Quando não herdam cargos e privilégios, seus integrantes os compram. A garantia
do poder centralizador, portanto, está na corrupção e na venda de apoio ao
governante.
Daí surge a bipartição das pessoas. Quem se move no aparelho do Estado usufrui prerrogativas e privilégios, generosos se o rei precisa de ajuda. No outro lado, as pessoas sem prerrogativas nem privilégios, salvo quando elas possuem dinheiro para comprar cargos.

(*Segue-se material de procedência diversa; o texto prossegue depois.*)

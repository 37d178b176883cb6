//! [`RecordStore`] over a Postgres pool.
//!
//! Award uniqueness is enforced by `ON CONFLICT (user_id, milestone) DO
//! NOTHING`; an empty `RETURNING` means the milestone was already awarded.

use std::collections::BTreeSet;

use chrono::{DateTime, Utc};
use sqlx::PgPool;
use streetcred_core::{
    Badge, BadgeId, BadgePool, EarnedBadge, NewBadge, NewReport, PointsChange, Profile, Report,
    UserBadge, UserId, SPONSOR_LOCATIONS,
};
use streetcred_rewards::{AwardInsert, RecordStore, StoreError};

#[derive(sqlx::FromRow)]
struct ProfileRow {
    user_id: String,
    username: Option<String>,
    points: i32,
}

#[derive(sqlx::FromRow)]
struct BadgeRow {
    id: i64,
    animal: String,
    location_name: String,
    image_url: Option<String>,
}

#[derive(sqlx::FromRow)]
struct AwardRow {
    user_id: String,
    badge_id: i64,
    milestone: i32,
    earned_at: DateTime<Utc>,
}

#[derive(sqlx::FromRow)]
struct EarnedRow {
    user_id: String,
    badge_id: i64,
    milestone: i32,
    earned_at: DateTime<Utc>,
    b_id: Option<i64>,
    animal: Option<String>,
    location_name: Option<String>,
    image_url: Option<String>,
}

#[derive(sqlx::FromRow)]
struct ReportRow {
    id: i64,
    user_id: String,
    lat: f64,
    lon: f64,
    description: String,
    image_url: Option<String>,
    created_at: DateTime<Utc>,
}

#[derive(sqlx::FromRow)]
struct PointsRow {
    previous_points: i32,
    new_points: i32,
}

const REPORT_COLUMNS: &str = "id, user_id, lat, lon, description, image_url, created_at";
const BADGE_COLUMNS: &str = "id, animal, location_name, image_url";

/// SQLSTATE `numeric_value_out_of_range`.
const NUMERIC_OUT_OF_RANGE: &str = "22003";

/// Map a driver error onto the store taxonomy.
fn store_error(operation: &'static str) -> impl FnOnce(sqlx::Error) -> StoreError {
    move |e| match e {
        sqlx::Error::Database(db) => {
            database_error(operation, db.code().as_deref(), db.message().to_string())
        }
        sqlx::Error::Io(_)
        | sqlx::Error::Tls(_)
        | sqlx::Error::PoolTimedOut
        | sqlx::Error::PoolClosed => StoreError::Unavailable(e.to_string()),
        sqlx::Error::ColumnDecode { .. }
        | sqlx::Error::ColumnNotFound(_)
        | sqlx::Error::Decode(_) => StoreError::Decode {
            operation,
            message: e.to_string(),
        },
        other => StoreError::Rejected {
            operation,
            message: other.to_string(),
        },
    }
}

fn database_error(operation: &'static str, code: Option<&str>, message: String) -> StoreError {
    match code {
        Some(NUMERIC_OUT_OF_RANGE) => StoreError::OutOfRange { operation, message },
        _ => StoreError::Rejected { operation, message },
    }
}

fn decode_err(operation: &'static str, message: String) -> StoreError {
    StoreError::Decode { operation, message }
}

fn user_id(raw: String, operation: &'static str) -> Result<UserId, StoreError> {
    UserId::new(&raw).map_err(|e| decode_err(operation, format!("{e}")))
}

fn unsigned(value: i32, operation: &'static str) -> Result<u32, StoreError> {
    u32::try_from(value).map_err(|_| decode_err(operation, format!("negative value {value}")))
}

fn signed(value: u32, operation: &'static str) -> Result<i32, StoreError> {
    i32::try_from(value).map_err(|_| StoreError::OutOfRange {
        operation,
        message: format!("value {value} exceeds column range"),
    })
}

impl ProfileRow {
    fn into_profile(self) -> Result<Profile, StoreError> {
        Ok(Profile {
            user_id: user_id(self.user_id, "profile")?,
            username: self.username,
            points: u32::try_from(self.points).unwrap_or(0),
        })
    }
}

impl From<BadgeRow> for Badge {
    fn from(row: BadgeRow) -> Self {
        Badge {
            id: row.id,
            animal: row.animal,
            location_name: row.location_name,
            image_url: row.image_url,
        }
    }
}

impl AwardRow {
    fn into_award(self, operation: &'static str) -> Result<UserBadge, StoreError> {
        Ok(UserBadge {
            user_id: user_id(self.user_id, operation)?,
            badge_id: self.badge_id,
            milestone: unsigned(self.milestone, operation)?,
            earned_at: self.earned_at,
        })
    }
}

impl EarnedRow {
    fn into_earned(self) -> Result<EarnedBadge, StoreError> {
        const OP: &str = "user_badges";
        let badge = match (self.b_id, self.animal, self.location_name) {
            (Some(id), Some(animal), Some(location_name)) => Some(Badge {
                id,
                animal,
                location_name,
                image_url: self.image_url,
            }),
            _ => None,
        };
        let award = UserBadge {
            user_id: user_id(self.user_id, OP)?,
            badge_id: self.badge_id,
            milestone: unsigned(self.milestone, OP)?,
            earned_at: self.earned_at,
        };
        Ok(EarnedBadge::join(award, badge))
    }
}

impl ReportRow {
    fn into_report(self, operation: &'static str) -> Result<Report, StoreError> {
        Ok(Report {
            id: self.id,
            user_id: user_id(self.user_id, operation)?,
            lat: self.lat,
            lon: self.lon,
            description: self.description,
            image_url: self.image_url,
            created_at: self.created_at,
        })
    }
}

fn reports(rows: Vec<ReportRow>, operation: &'static str) -> Result<Vec<Report>, StoreError> {
    rows.into_iter().map(|r| r.into_report(operation)).collect()
}

fn sponsor_names() -> Vec<String> {
    SPONSOR_LOCATIONS.iter().map(|s| s.to_string()).collect()
}

/// Postgres-backed record store.
#[derive(Debug, Clone)]
pub struct PgRecords {
    pool: PgPool,
}

impl PgRecords {
    pub fn new(pool: PgPool) -> Self {
        Self { pool }
    }

    pub fn pool(&self) -> &PgPool {
        &self.pool
    }
}

impl RecordStore for PgRecords {
    async fn profile(&self, user: &UserId) -> Result<Option<Profile>, StoreError> {
        let row = sqlx::query_as::<_, ProfileRow>(
            "SELECT user_id, username, points FROM profiles WHERE user_id = $1",
        )
        .bind(user.as_str())
        .fetch_optional(&self.pool)
        .await
        .map_err(store_error("profile"))?;
        row.map(ProfileRow::into_profile).transpose()
    }

    async fn increment_points(
        &self,
        user: &UserId,
        delta: u32,
    ) -> Result<Option<PointsChange>, StoreError> {
        const OP: &str = "increment_points";
        let row = sqlx::query_as::<_, PointsRow>(
            "SELECT previous_points, new_points FROM increment_points($1, $2)",
        )
        .bind(user.as_str())
        .bind(signed(delta, OP)?)
        .fetch_optional(&self.pool)
        .await
        .map_err(store_error(OP))?;
        row.map(|r| {
            Ok(PointsChange::new(
                unsigned(r.previous_points, OP)?,
                unsigned(r.new_points, OP)?,
            ))
        })
        .transpose()
    }

    async fn leaderboard(&self, limit: u32) -> Result<Vec<Profile>, StoreError> {
        let rows = sqlx::query_as::<_, ProfileRow>(
            "SELECT user_id, username, points FROM profiles
             ORDER BY points DESC, user_id ASC
             LIMIT $1",
        )
        .bind(i64::from(limit))
        .fetch_all(&self.pool)
        .await
        .map_err(store_error("leaderboard"))?;
        rows.into_iter().map(ProfileRow::into_profile).collect()
    }

    async fn awarded_milestones(&self, user: &UserId) -> Result<BTreeSet<u32>, StoreError> {
        const OP: &str = "awarded_milestones";
        let rows: Vec<(i32,)> =
            sqlx::query_as("SELECT milestone FROM user_badges WHERE user_id = $1")
                .bind(user.as_str())
                .fetch_all(&self.pool)
                .await
                .map_err(store_error(OP))?;
        rows.into_iter().map(|(m,)| unsigned(m, OP)).collect()
    }

    async fn badge_pool(&self, pool: &BadgePool) -> Result<Vec<Badge>, StoreError> {
        let (sql, location) = match pool {
            BadgePool::Sponsors => (
                format!("SELECT {BADGE_COLUMNS} FROM badges WHERE location_name = ANY($1) ORDER BY id"),
                None,
            ),
            BadgePool::Neighborhood(name) => (
                format!(
                    "SELECT {BADGE_COLUMNS} FROM badges
                     WHERE location_name = $2 AND location_name <> ALL($1) ORDER BY id"
                ),
                Some(name.clone()),
            ),
        };
        let mut query = sqlx::query_as::<_, BadgeRow>(&sql).bind(sponsor_names());
        if let Some(location) = location {
            query = query.bind(location);
        }
        let rows = query
            .fetch_all(&self.pool)
            .await
            .map_err(store_error("badge_pool"))?;
        Ok(rows.into_iter().map(Badge::from).collect())
    }

    async fn insert_badge(&self, badge: &NewBadge) -> Result<Badge, StoreError> {
        let row = sqlx::query_as::<_, BadgeRow>(&format!(
            "INSERT INTO badges (animal, location_name, image_url)
             VALUES ($1, $2, $3)
             RETURNING {BADGE_COLUMNS}"
        ))
        .bind(&badge.animal)
        .bind(&badge.location_name)
        .bind(badge.image_url.as_deref())
        .fetch_one(&self.pool)
        .await
        .map_err(store_error("insert_badge"))?;
        Ok(row.into())
    }

    async fn insert_award(
        &self,
        user: &UserId,
        badge_id: BadgeId,
        milestone: u32,
    ) -> Result<AwardInsert, StoreError> {
        const OP: &str = "insert_award";
        let row = sqlx::query_as::<_, AwardRow>(
            "INSERT INTO user_badges (user_id, badge_id, milestone)
             VALUES ($1, $2, $3)
             ON CONFLICT (user_id, milestone) DO NOTHING
             RETURNING user_id, badge_id, milestone, earned_at",
        )
        .bind(user.as_str())
        .bind(badge_id)
        .bind(signed(milestone, OP)?)
        .fetch_optional(&self.pool)
        .await
        .map_err(store_error(OP))?;
        match row {
            Some(row) => Ok(AwardInsert::Inserted(row.into_award(OP)?)),
            None => Ok(AwardInsert::AlreadyAwarded),
        }
    }

    async fn replace_award(
        &self,
        user: &UserId,
        milestone: u32,
        badge_id: BadgeId,
    ) -> Result<Option<UserBadge>, StoreError> {
        const OP: &str = "replace_award";
        let row = sqlx::query_as::<_, AwardRow>(
            "UPDATE user_badges SET badge_id = $3
             WHERE user_id = $1 AND milestone = $2
             RETURNING user_id, badge_id, milestone, earned_at",
        )
        .bind(user.as_str())
        .bind(signed(milestone, OP)?)
        .bind(badge_id)
        .fetch_optional(&self.pool)
        .await
        .map_err(store_error(OP))?;
        row.map(|r| r.into_award(OP)).transpose()
    }

    async fn user_badges(&self, user: &UserId) -> Result<Vec<EarnedBadge>, StoreError> {
        let rows = sqlx::query_as::<_, EarnedRow>(
            "SELECT ub.user_id, ub.badge_id, ub.milestone, ub.earned_at,
                    b.id AS b_id, b.animal, b.location_name, b.image_url
             FROM user_badges ub
             LEFT JOIN badges b ON b.id = ub.badge_id
             WHERE ub.user_id = $1
             ORDER BY ub.milestone ASC",
        )
        .bind(user.as_str())
        .fetch_all(&self.pool)
        .await
        .map_err(store_error("user_badges"))?;
        rows.into_iter().map(EarnedRow::into_earned).collect()
    }

    async fn insert_report(&self, report: &NewReport) -> Result<Report, StoreError> {
        const OP: &str = "insert_report";
        let row = sqlx::query_as::<_, ReportRow>(&format!(
            "INSERT INTO reports (user_id, lat, lon, description, image_url)
             VALUES ($1, $2, $3, $4, $5)
             RETURNING {REPORT_COLUMNS}"
        ))
        .bind(report.user_id.as_str())
        .bind(report.at.lat())
        .bind(report.at.lon())
        .bind(&report.description)
        .bind(report.image_url.as_deref())
        .fetch_one(&self.pool)
        .await
        .map_err(store_error(OP))?;
        row.into_report(OP)
    }

    async fn reports_by_user(&self, user: &UserId) -> Result<Vec<Report>, StoreError> {
        const OP: &str = "reports_by_user";
        let rows = sqlx::query_as::<_, ReportRow>(&format!(
            "SELECT {REPORT_COLUMNS} FROM reports WHERE user_id = $1
             ORDER BY created_at DESC, id DESC"
        ))
        .bind(user.as_str())
        .fetch_all(&self.pool)
        .await
        .map_err(store_error(OP))?;
        reports(rows, OP)
    }

    async fn recent_reports(&self, limit: u32) -> Result<Vec<Report>, StoreError> {
        const OP: &str = "recent_reports";
        let rows = sqlx::query_as::<_, ReportRow>(&format!(
            "SELECT {REPORT_COLUMNS} FROM reports ORDER BY created_at DESC, id DESC LIMIT $1"
        ))
        .bind(i64::from(limit))
        .fetch_all(&self.pool)
        .await
        .map_err(store_error(OP))?;
        reports(rows, OP)
    }

    async fn all_reports(&self) -> Result<Vec<Report>, StoreError> {
        const OP: &str = "all_reports";
        let rows = sqlx::query_as::<_, ReportRow>(&format!("SELECT {REPORT_COLUMNS} FROM reports"))
            .fetch_all(&self.pool)
            .await
            .map_err(store_error(OP))?;
        reports(rows, OP)
    }
}

#[cfg(test)]
mod tests {
    use super::*;

    #[test]
    fn pool_errors_are_unavailable() {
        let err = store_error("profile")(sqlx::Error::PoolTimedOut);
        assert!(matches!(err, StoreError::Unavailable(_)));
    }

    #[test]
    fn missing_column_is_decode() {
        let err = store_error("profile")(sqlx::Error::ColumnNotFound("points".into()));
        assert!(matches!(err, StoreError::Decode { operation: "profile", .. }));
    }

    #[test]
    fn row_not_found_is_rejected() {
        let err = store_error("insert_report")(sqlx::Error::RowNotFound);
        assert!(matches!(err, StoreError::Rejected { operation: "insert_report", .. }));
    }

    #[test]
    fn negative_stored_points_read_as_zero() {
        let row = ProfileRow {
            user_id: "alice".into(),
            username: None,
            points: -4,
        };
        assert_eq!(row.into_profile().unwrap().points, 0);
    }

    #[test]
    fn orphaned_award_has_no_badge() {
        let row = EarnedRow {
            user_id: "alice".into(),
            badge_id: 9,
            milestone: 5,
            earned_at: Utc::now(),
            b_id: None,
            animal: None,
            location_name: None,
            image_url: None,
        };
        let earned = row.into_earned().unwrap();
        assert_eq!(earned.badge_id, 9);
        assert!(earned.badge.is_none());
    }

    #[test]
    fn numeric_overflow_is_out_of_range() {
        let err = database_error(
            "increment_points",
            Some(NUMERIC_OUT_OF_RANGE),
            "integer out of range".into(),
        );
        assert!(matches!(err, StoreError::OutOfRange { operation: "increment_points", .. }));
    }

    #[test]
    fn other_database_errors_are_rejected() {
        let err = database_error("insert_award", Some("23503"), "foreign key".into());
        assert!(matches!(err, StoreError::Rejected { operation: "insert_award", .. }));
        let err = database_error("insert_award", None, "unknown".into());
        assert!(matches!(err, StoreError::Rejected { .. }));
    }

    #[test]
    fn oversized_delta_is_rejected_before_query() {
        assert!(matches!(
            signed(u32::MAX, "increment_points"),
            Err(StoreError::OutOfRange { .. })
        ));
        assert_eq!(signed(7, "increment_points").unwrap(), 7);
    }
}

O Estado ostenta dois tipos de súditos: os que recebem todas as graças, o clero e a nobreza, e os que integram um terceiro setor sem rosto próprio.
A
Revolução Inglesa do século 17 institui a República, atenua os privilégios,
amplia os direitos universais. Um exemplo: no exército os postos são herdados pelos
nobres ou adquiridos por graça real. Como os aristocratas usam perucas enormes,
símbolo de sua superioridade, os republicanos abolem as ditas perucas,
uniformizam o corte de cabelo, estabelecem critérios de mérito para a entrada
na hierarquia das forças armadas. É o tempo dos cabelos militares curtos
(os Roundheads,
simultâneos ao New
Model Army, cuja estrutura é oposta à do Antigo Regime), que
desafiam os privilégios dos nobres. Em todos os setores do Estado republicano
ocorrem mudanças rumo à igualdade.
Os
puritanos, expulsos da Inglaterra por sua fé religiosa e política, fundam na
América do Norte um Estado no qual, em vez da pretensa superioridade de elites,
regem o princípio da accountability (retomado
pelos republicanos da ordem democrática grega), a livre imprensa (basta ler a Areopagítica, de John Milton)
e direitos iguais. A presença norte-americana na Revolução Francesa é
relevante: liberdade, igualdade, fraternidade.
As
origens sociais (nobre/plebeu) deixam de valer no Estado moderno. Um
funcionário, juiz da mais alta Corte ou governante, não herda nem transmite
cargos ou privilégios aos seus familiares. Entra-se na hierarquia estatal por
mérito (concurso) ou por eleição popular. Nos Estados Unidos vigoram as duas
formas: juízes são concursados ou eleitos. Em ambas as hipóteses as vantagens e
desvantagens dos cargos pertencem ao indivíduo, não à sua família. Esta última
pode ter importância nas campanhas políticas ou em acertos financeiros ilegais
para provimento de funções. Mas a regra é a plena separação dos indivíduos e de
sua grei familiar.
Certa
feita sou convidado para a posse de um desembargador amigo. Chego ao salão,
onde fitas de isolamento separam dois terços do espaço. Uma hostess vestida de vermelho –
o Judiciário aprecia muito tal cor – me pergunta: “O senhor é de alguma família
ou apenas convidado?”. Apenas convidado... Espantei-me: na casa da Justiça
paulista uma cerimônia pública reduzida a festinha “dos entes queridos”! O
Estado posto como propriedade familiar: dois terços para os familiares, um
terço para a cidadania. É o que vemos no Brasil, renitente em usos e costumes absolutistas,
pré-republicanos. Os funcionários – juízes, parlamentares, governantes – e suas
famílias estão acima dos que pagam impostos.
No
final de 2020 continua a ausência total de accountability nos Poderes nacionais: Executivo,
Legislativo, Judiciário. A cidadania recebe nova bofetada absolutista na face:
o Supremo Tribunal Federal (STF) e o Superior Tribunal de Justiça (STJ),
pretensos garantidores da República e da igualdade, exigem tratamento especial
na aplicação de vacinas contra a covid para seus integrantes e familiares. O
sistema político e jurídico deve ser coerente: na Constituição republicana as
leis precisam ser assumidas por todos e cada um dos cidadãos. Ninguém vive com
segurança num país onde ocupantes dos Poderes podem, pelo uso de sua carteira
profissional ou por importância política, separar o corpo nacional em dois,
como no Antigo Regime. Com o ato ignóbil dos tribunais superiores é solapada a
base física e anímica da República. Cortes são necessárias para manter a lei.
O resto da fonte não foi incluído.